Achievements and titles
- Personal bests: 203,5 m (Tauplitz, 2010)

Medal record
Representing Poland
World Junior Championship
| Bronze medal – third place | 2008 Zakopane | Team NH |

= Łukasz Rutkowski =

Polish ski jumper

Łukasz Rutkowski (born 22 January 1988 in Zakopane) is a Polish former ski jumper.

==Personal life==
Łukasz Rutkowski was born in Zakopane, Poland. He had an older brother Mateusz (1986–2024), who was also a ski jumper.

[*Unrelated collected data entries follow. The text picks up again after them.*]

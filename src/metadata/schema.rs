use rusqlite::Connection;

use crate::metadata::types::{Timestamp, MODE_DIR, ROOT_INODE};

/// Initialize the database schema.
pub fn init_schema(conn: &Connection) -> rusqlite::Result<()> {
    conn.execute_batch("PRAGMA journal_mode=WAL;")?;
    conn.execute_batch("PRAGMA foreign_keys=ON;")?;
    conn.execute_batch("PRAGMA busy_timeout=5000;")?;

    conn.execute_batch(
        "
        CREATE TABLE IF NOT EXISTS objects (
            id INTEGER PRIMARY KEY AUTOINCREMENT,
            refcount INTEGER NOT NULL,
            size INTEGER NOT NULL
        );

        CREATE TABLE IF NOT EXISTS blocks (
            id INTEGER PRIMARY KEY AUTOINCREMENT,
            hash BLOB NOT NULL UNIQUE,
            refcount INTEGER NOT NULL,
            obj_id INTEGER NOT NULL,
            size INTEGER NOT NULL
        );

        CREATE INDEX IF NOT EXISTS idx_blocks_obj ON blocks(obj_id);

        CREATE TABLE IF NOT EXISTS inode_blocks (
            inode INTEGER NOT NULL,
            blockno INTEGER NOT NULL,
            block_id INTEGER NOT NULL,
            PRIMARY KEY (inode, blockno)
        );

        CREATE INDEX IF NOT EXISTS idx_inode_blocks_block ON inode_blocks(block_id);

        CREATE TABLE IF NOT EXISTS inodes (
            id INTEGER PRIMARY KEY AUTOINCREMENT,
            mode INTEGER NOT NULL,
            size INTEGER NOT NULL DEFAULT 0,
            refcount INTEGER NOT NULL,
            mtime_secs INTEGER NOT NULL,
            mtime_nanos INTEGER NOT NULL,
            ctime_secs INTEGER NOT NULL,
            ctime_nanos INTEGER NOT NULL,
            locked INTEGER NOT NULL DEFAULT 0
        );

        CREATE TABLE IF NOT EXISTS names (
            id INTEGER PRIMARY KEY AUTOINCREMENT,
            name BLOB NOT NULL UNIQUE,
            refcount INTEGER NOT NULL
        );

        CREATE TABLE IF NOT EXISTS contents (
            rowid INTEGER PRIMARY KEY AUTOINCREMENT,
            name_id INTEGER NOT NULL,
            inode INTEGER NOT NULL,
            parent_inode INTEGER NOT NULL,
            UNIQUE (parent_inode, name_id)
        );

        CREATE INDEX IF NOT EXISTS idx_contents_parent ON contents(parent_inode);
        ",
    )?;

    Ok(())
}

/// Ensure the root directory inode exists.
pub fn ensure_root(conn: &Connection) -> rusqlite::Result<()> {
    let now = Timestamp::now();
    conn.execute(
        "INSERT OR IGNORE INTO inodes (id, mode, size, refcount, mtime_secs, mtime_nanos,
         ctime_secs, ctime_nanos, locked)
         VALUES (?1, ?2, 0, 1, ?3, ?4, ?3, ?4, 0)",
        rusqlite::params![ROOT_INODE as i64, MODE_DIR | 0o755, now.secs, now.nanos],
    )?;
    Ok(())
}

In 2017, along with his brother Mateusz, he founded the Rutkow-Ski Sports Club that is dedicated to training children and youth.

==Career==
He made his Continental Cup debut in February 2006, his best result being a sixth place from Vikersund in March 2008. He also finished seventh in the normal hill at both the 2006 and 2008 Junior World Championships; at the latter event he also won a bronze medal in the team competition. He made his World Cup debut in January 2008 in Zakopane, and collected his first World Cup points with a 27th place in December 2008 in Engelberg. His best result is a 24th place in January 2009 in Zakopane. At the FIS Nordic World Ski Championships 2009 in Liberec, he finished fourth in the team large hill event. Rutkowski finished sixth in the team large hill event at the 2010 Winter Olympics in Vancouver.